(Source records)
________

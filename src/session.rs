//! Database sessions.
//!
//! A [`ConnectionConfig`] only carries the fields the caller actually set.
//! Everything left unset falls through to the `PG*` environment variables,
//! the same way libpq treats a conninfo string that omits a keyword.

use nom::{
    IResult,
    branch::alt,
    bytes::complete::{take_till1, take_while1},
    character::complete::{anychar, char, multispace0, multispace1, none_of},
    combinator::{all_consuming, map},
    multi::{many0, separated_list0},
    sequence::{delimited, preceded, separated_pair},
};
use serde::{Deserialize, Serialize};
use sqlx::Connection;
use sqlx::postgres::{PgArguments, PgConnectOptions, PgConnection, PgRow, PgSslMode};
use tracing::{debug, info, warn};

use crate::ast::Value;
use crate::error::{SqlError, SqlResult};
use crate::serializer::Query;

/// Schema introspected when none is configured.
pub const DEFAULT_SCHEMA: &str = "public";

/// Connection fields. `None` and empty strings both mean "not set".
#[derive(Debug, Clone, Default, PartialEq, Eq, Serialize, Deserialize)]
#[serde(default)]
pub struct ConnectionConfig {
    pub host: Option<String>,
    pub port: Option<u16>,
    pub user: Option<String>,
    pub password: Option<String>,
    pub dbname: Option<String>,
    pub sslmode: Option<String>,
    /// Extra `key=value` parameters, appended verbatim to the description.
    pub params: Option<String>,
    /// Schema to introspect; defaults to `public`.
    pub schema: Option<String>,
}

fn set(field: &Option<String>) -> Option<&str> {
    field.as_deref().filter(|s| !s.is_empty())
}

/// Escape a value for a single-quoted conninfo clause.
///
/// Backslashes are doubled first, then each quote gets a backslash, which is
/// how libpq reads a quoted conninfo value back.
pub fn escape_value(value: &str) -> String {
    value.replace('\\', "\\\\").replace('\'', "\\'")
}

impl ConnectionConfig {
    pub fn schema_name(&self) -> &str {
        set(&self.schema).unwrap_or(DEFAULT_SCHEMA)
    }

    pub fn dbname(&self) -> Option<&str> {
        set(&self.dbname)
    }

    /// Space-joined `key='value'` clauses for every set field, then the raw
    /// params string.
    pub fn connection_description(&self) -> String {
        self.describe(false)
    }

    /// Same as [`connection_description`](Self::connection_description) with
    /// the password masked.
    pub fn redacted_description(&self) -> String {
        self.describe(true)
    }

    fn describe(&self, redact: bool) -> String {
        let mut parts = Vec::new();
        if let Some(host) = set(&self.host) {
            parts.push(format!("host='{}'", escape_value(host)));
        }
        if let Some(port) = self.port.filter(|p| *p != 0) {
            parts.push(format!("port={}", port));
        }
        if let Some(user) = set(&self.user) {
            parts.push(format!("user='{}'", escape_value(user)));
        }
        if let Some(password) = set(&self.password) {
            if redact {
                parts.push("password='***'".to_string());
            } else {
                parts.push(format!("password='{}'", escape_value(password)));
            }
        }
        if let Some(dbname) = set(&self.dbname) {
            parts.push(format!("dbname='{}'", escape_value(dbname)));
        }
        if let Some(sslmode) = set(&self.sslmode) {
            parts.push(format!("sslmode='{}'", escape_value(sslmode)));
        }
        if let Some(params) = self.params.as_deref().map(str::trim).filter(|p| !p.is_empty()) {
            parts.push(params.to_string());
        }
        parts.join(" ")
    }

    /// Driver options built from the set fields only.
    pub fn connect_options(&self) -> SqlResult<PgConnectOptions> {
        let mut options = PgConnectOptions::new();
        if let Some(host) = set(&self.host) {
            options = options.host(host);
        }
        if let Some(port) = self.port.filter(|p| *p != 0) {
            options = options.port(port);
        }
        if let Some(user) = set(&self.user) {
            options = options.username(user);
        }
        if let Some(password) = set(&self.password) {
            options = options.password(password);
        }
        if let Some(dbname) = set(&self.dbname) {
            options = options.database(dbname);
        }
        if let Some(sslmode) = set(&self.sslmode) {
            let mode: PgSslMode = sslmode
                .parse()
                .map_err(|e| SqlError::Config(format!("invalid sslmode '{}': {}", sslmode, e)))?;
            options = options.ssl_mode(mode);
        }
        if let Some(raw) = set(&self.params) {
            for (key, value) in parse_params(raw)? {
                options = match key.as_str() {
                    "application_name" => options.application_name(&value),
                    "sslrootcert" => options.ssl_root_cert(value.as_str()),
                    "sslcert" => options.ssl_client_cert(value.as_str()),
                    "sslkey" => options.ssl_client_key(value.as_str()),
                    "search_path" => options.options([("search_path", value.as_str())]),
                    _ => {
                        warn!(parameter = %key, "ignoring unsupported connection parameter");
                        options
                    }
                };
            }
        }
        Ok(options)
    }
}

fn param_key(input: &str) -> IResult<&str, &str> {
    take_while1(|c: char| c.is_ascii_alphanumeric() || c == '_')(input)
}

fn quoted_value(input: &str) -> IResult<&str, String> {
    map(
        delimited(
            char('\''),
            many0(alt((preceded(char('\\'), anychar), none_of("\\'")))),
            char('\''),
        ),
        |chars| chars.into_iter().collect(),
    )(input)
}

fn bare_value(input: &str) -> IResult<&str, String> {
    map(take_till1(|c: char| c.is_whitespace()), str::to_string)(input)
}

fn param_pair(input: &str) -> IResult<&str, (&str, String)> {
    separated_pair(
        param_key,
        delimited(multispace0, char('='), multispace0),
        alt((quoted_value, bare_value)),
    )(input)
}

/// Parse a libpq style `key=value key='quoted value'` list.
pub fn parse_params(raw: &str) -> SqlResult<Vec<(String, String)>> {
    let (_, pairs) = all_consuming(delimited(
        multispace0,
        separated_list0(multispace1, param_pair),
        multispace0,
    ))(raw)
    .map_err(|e| SqlError::Config(format!("invalid connection params '{}': {}", raw, e)))?;
    Ok(pairs.into_iter().map(|(k, v)| (k.to_string(), v)).collect())
}

type PgQuery<'q> = sqlx::query::Query<'q, sqlx::Postgres, PgArguments>;

fn bind_value<'q>(query: PgQuery<'q>, value: &Value) -> PgQuery<'q> {
    match value {
        Value::Null => query.bind(None::<String>),
        Value::Bool(b) => query.bind(*b),
        Value::Int(n) => query.bind(*n),
        Value::Float(n) => query.bind(*n),
        Value::Text(s) => query.bind(s.clone()),
        Value::Bytes(bytes) => query.bind(bytes.clone()),
        Value::Uuid(u) => query.bind(*u),
        Value::Date(d) => query.bind(*d),
        Value::Time(t) => query.bind(*t),
        Value::Timestamp(ts) => query.bind(*ts),
        Value::TimestampTz(ts) => query.bind(*ts),
        Value::Json(json) => query.bind(json.clone()),
    }
}

/// An open, verified PostgreSQL connection.
///
/// [`close`](Session::close) consumes the session, so it can only be
/// released once.
pub struct Session {
    conn: PgConnection,
    description: String,
}

impl Session {
    /// Connect and ping. A failed ping closes the connection before returning.
    pub async fn open(config: &ConnectionConfig) -> SqlResult<Self> {
        let description = config.redacted_description();
        let options = config.connect_options()?;
        debug!(%description, "opening session");

        let mut conn = PgConnection::connect_with(&options)
            .await
            .map_err(|e| SqlError::Connection {
                description: description.clone(),
                message: e.to_string(),
            })?;

        if let Err(e) = conn.ping().await {
            if let Err(close_err) = conn.close().await {
                warn!(error = %close_err, "failed to close connection after ping failure");
            }
            return Err(SqlError::Connection {
                description,
                message: format!("ping failed: {}", e),
            });
        }

        info!(%description, "session open");
        Ok(Self { conn, description })
    }

    pub fn description(&self) -> &str {
        &self.description
    }

    /// Run a built query and return every row.
    pub async fn fetch_all(&mut self, query: &Query) -> SqlResult<Vec<PgRow>> {
        debug!(sql = %query.sql, params = query.params.len(), "fetch_all");
        let mut prepared = sqlx::query(&query.sql);
        for value in &query.params {
            prepared = bind_value(prepared, value);
        }
        Ok(prepared.fetch_all(&mut self.conn).await?)
    }

    pub async fn close(self) -> SqlResult<()> {
        debug!(description = %self.description, "closing session");
        self.conn.close().await?;
        Ok(())
    }
}

#[cfg(test)]
mod tests {
    use super::*;
    use pretty_assertions::assert_eq;

    fn config() -> ConnectionConfig {
        ConnectionConfig {
            host: Some("localhost".into()),
            port: Some(5432),
            user: Some("jet".into()),
            password: Some("secret".into()),
            dbname: Some("dvds".into()),
            sslmode: Some("disable".into()),
            params: Some("application_name=gen".into()),
            schema: Some("dvds".into()),
        }
    }

    #[test]
    fn test_full_description() {
        assert_eq!(
            config().connection_description(),
            "host='localhost' port=5432 user='jet' password='secret' dbname='dvds' \
             sslmode='disable' application_name=gen"
        );
    }

    #[test]
    fn test_only_set_fields_are_described() {
        let config = ConnectionConfig {
            host: Some("db.internal".into()),
            user: Some("reader".into()),
            password: Some(String::new()),
            ..Default::default()
        };
        assert_eq!(
            config.connection_description(),
            "host='db.internal' user='reader'"
        );
    }

    #[test]
    fn test_params_only() {
        let config = ConnectionConfig {
            params: Some("connect_timeout=5".into()),
            ..Default::default()
        };
        assert_eq!(config.connection_description(), "connect_timeout=5");
        assert_eq!(ConnectionConfig::default().connection_description(), "");
    }

    #[test]
    fn test_escape_backslash_before_quote() {
        assert_eq!(escape_value(r"a\b"), r"a\\b");
        assert_eq!(escape_value("o'neil"), r"o\'neil");
        assert_eq!(escape_value(r"x\'y"), r"x\\\'y");

        let config = ConnectionConfig {
            password: Some(r"p\'w".into()),
            ..Default::default()
        };
        assert_eq!(config.connection_description(), r"password='p\\\'w'");
    }

    #[test]
    fn test_escaped_values_parse_back() {
        for value in ["o'neil", r"a\b", r"x\'y", r"\'", "''", "plain"] {
            let clause = format!("password='{}'", escape_value(value));
            let pairs = parse_params(&clause).unwrap();
            assert_eq!(pairs, vec![("password".to_string(), value.to_string())]);
        }
    }

    #[test]
    fn test_redacted_description() {
        let redacted = config().redacted_description();
        assert!(redacted.contains("password='***'"));
        assert!(!redacted.contains("secret"));
    }

    #[test]
    fn test_schema_default() {
        assert_eq!(ConnectionConfig::default().schema_name(), "public");
        assert_eq!(config().schema_name(), "dvds");
    }

    #[test]
    fn test_parse_params() {
        let pairs = parse_params(r"application_name='my app' sslrootcert=/etc/ca.pem x='it\'s'").unwrap();
        assert_eq!(
            pairs,
            vec![
                ("application_name".to_string(), "my app".to_string()),
                ("sslrootcert".to_string(), "/etc/ca.pem".to_string()),
                ("x".to_string(), "it's".to_string()),
            ]
        );
        assert!(parse_params("=oops").is_err());
        assert!(parse_params("  ").unwrap().is_empty());
    }

    #[test]
    fn test_connect_options_rejects_bad_sslmode() {
        let config = ConnectionConfig {
            sslmode: Some("sometimes".into()),
            ..Default::default()
        };
        assert!(matches!(config.connect_options(), Err(SqlError::Config(_))));
    }
}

________

What to do
Reproduce each line from the records that contains the word "pairs".

Completed task
    let (_, pairs) = all_consuming(delimited(
    Ok(pairs.into_iter().map(|(k, v)| (k.to_string(), v)).collect())
            let pairs = parse_params(&clause).unwrap();
            assert_eq!(pairs, vec![("password".to_string(), value.to_string())]);
        let pairs = parse_params(r"application_name='my app' sslrootcert=/etc/ca.pem x='it\'s'").unwrap();
            pairs,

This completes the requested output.